EXERCISE OBJECTIVE
Would you please copy each line of the data in which the string "ClientError" occurs?

DATA FOR PROCESSING
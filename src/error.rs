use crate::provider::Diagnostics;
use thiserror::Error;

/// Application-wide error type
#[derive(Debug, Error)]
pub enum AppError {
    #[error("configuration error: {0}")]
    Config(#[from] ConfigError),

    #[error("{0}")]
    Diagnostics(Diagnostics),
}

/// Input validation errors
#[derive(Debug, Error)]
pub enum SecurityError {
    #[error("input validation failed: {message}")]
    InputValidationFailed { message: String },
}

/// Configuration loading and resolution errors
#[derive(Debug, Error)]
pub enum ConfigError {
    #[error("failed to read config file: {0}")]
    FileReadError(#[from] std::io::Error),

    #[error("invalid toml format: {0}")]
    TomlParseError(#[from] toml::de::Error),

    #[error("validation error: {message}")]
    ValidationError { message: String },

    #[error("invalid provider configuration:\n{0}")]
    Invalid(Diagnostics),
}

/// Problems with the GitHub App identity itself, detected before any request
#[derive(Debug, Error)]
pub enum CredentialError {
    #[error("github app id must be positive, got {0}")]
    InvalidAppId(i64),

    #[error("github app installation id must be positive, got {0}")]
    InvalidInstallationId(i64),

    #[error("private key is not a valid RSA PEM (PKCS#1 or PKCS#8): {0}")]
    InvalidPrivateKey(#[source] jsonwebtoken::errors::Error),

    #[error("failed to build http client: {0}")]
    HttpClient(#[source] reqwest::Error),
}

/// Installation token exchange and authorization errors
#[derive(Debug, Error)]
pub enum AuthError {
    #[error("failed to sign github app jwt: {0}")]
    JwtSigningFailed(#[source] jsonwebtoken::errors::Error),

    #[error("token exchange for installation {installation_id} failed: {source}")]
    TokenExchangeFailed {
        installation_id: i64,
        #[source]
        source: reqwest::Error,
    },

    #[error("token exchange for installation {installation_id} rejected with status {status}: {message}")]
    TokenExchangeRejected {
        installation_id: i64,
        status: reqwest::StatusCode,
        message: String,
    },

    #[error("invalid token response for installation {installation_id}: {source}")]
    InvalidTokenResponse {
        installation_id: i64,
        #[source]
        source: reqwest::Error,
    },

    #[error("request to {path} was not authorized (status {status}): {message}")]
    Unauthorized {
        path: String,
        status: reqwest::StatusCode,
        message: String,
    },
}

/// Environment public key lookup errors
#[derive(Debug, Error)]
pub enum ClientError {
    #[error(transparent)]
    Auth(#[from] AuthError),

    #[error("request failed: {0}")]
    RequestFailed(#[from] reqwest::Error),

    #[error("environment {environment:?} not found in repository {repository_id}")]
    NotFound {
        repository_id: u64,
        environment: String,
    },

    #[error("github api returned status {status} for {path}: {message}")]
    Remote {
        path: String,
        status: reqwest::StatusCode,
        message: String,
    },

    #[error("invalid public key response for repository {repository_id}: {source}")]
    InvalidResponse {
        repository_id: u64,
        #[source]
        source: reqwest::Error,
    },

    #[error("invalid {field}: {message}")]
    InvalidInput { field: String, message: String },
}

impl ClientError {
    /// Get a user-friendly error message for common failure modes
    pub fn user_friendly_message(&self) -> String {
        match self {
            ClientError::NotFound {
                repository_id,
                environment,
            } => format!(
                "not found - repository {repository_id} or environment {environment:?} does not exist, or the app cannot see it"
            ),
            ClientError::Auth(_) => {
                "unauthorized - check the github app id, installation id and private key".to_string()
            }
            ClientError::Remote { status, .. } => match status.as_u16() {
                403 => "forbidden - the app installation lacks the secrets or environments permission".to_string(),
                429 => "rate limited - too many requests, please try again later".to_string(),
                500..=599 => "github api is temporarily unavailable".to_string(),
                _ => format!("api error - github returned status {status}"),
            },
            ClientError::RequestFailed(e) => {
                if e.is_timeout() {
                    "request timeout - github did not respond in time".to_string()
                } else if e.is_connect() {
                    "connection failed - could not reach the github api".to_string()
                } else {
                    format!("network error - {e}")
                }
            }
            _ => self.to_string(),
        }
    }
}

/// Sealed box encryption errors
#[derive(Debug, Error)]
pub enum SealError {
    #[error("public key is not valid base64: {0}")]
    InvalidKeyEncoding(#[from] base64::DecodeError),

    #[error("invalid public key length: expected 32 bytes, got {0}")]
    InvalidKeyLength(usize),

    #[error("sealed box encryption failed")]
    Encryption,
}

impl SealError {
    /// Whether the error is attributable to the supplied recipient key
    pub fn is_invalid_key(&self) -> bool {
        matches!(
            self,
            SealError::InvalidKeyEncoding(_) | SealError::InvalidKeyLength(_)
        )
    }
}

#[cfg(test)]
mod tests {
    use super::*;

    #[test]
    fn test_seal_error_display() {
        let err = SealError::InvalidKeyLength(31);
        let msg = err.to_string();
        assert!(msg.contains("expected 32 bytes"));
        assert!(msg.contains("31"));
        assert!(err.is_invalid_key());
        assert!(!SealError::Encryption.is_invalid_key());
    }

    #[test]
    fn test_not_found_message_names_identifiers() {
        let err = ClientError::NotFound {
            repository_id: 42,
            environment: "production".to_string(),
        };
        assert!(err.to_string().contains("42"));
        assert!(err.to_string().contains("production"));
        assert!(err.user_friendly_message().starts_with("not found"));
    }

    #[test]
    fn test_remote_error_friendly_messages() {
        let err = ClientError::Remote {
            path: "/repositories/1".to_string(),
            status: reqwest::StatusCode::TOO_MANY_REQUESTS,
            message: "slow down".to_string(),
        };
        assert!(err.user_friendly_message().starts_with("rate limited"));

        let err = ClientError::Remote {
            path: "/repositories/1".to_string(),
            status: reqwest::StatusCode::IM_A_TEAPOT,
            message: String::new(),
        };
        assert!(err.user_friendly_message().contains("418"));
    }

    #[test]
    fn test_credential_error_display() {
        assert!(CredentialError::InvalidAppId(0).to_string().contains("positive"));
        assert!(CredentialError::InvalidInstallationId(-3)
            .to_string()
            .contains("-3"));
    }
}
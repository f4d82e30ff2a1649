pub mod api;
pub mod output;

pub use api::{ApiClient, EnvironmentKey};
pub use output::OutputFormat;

THE COMPLETED TASK
pub enum ClientError {
impl ClientError {
            ClientError::NotFound {
            ClientError::Auth(_) => {
            ClientError::Remote { status, .. } => match status.as_u16() {
            ClientError::RequestFailed(e) => {
        let err = ClientError::NotFound {
        let err = ClientError::Remote {
        let err = ClientError::Remote {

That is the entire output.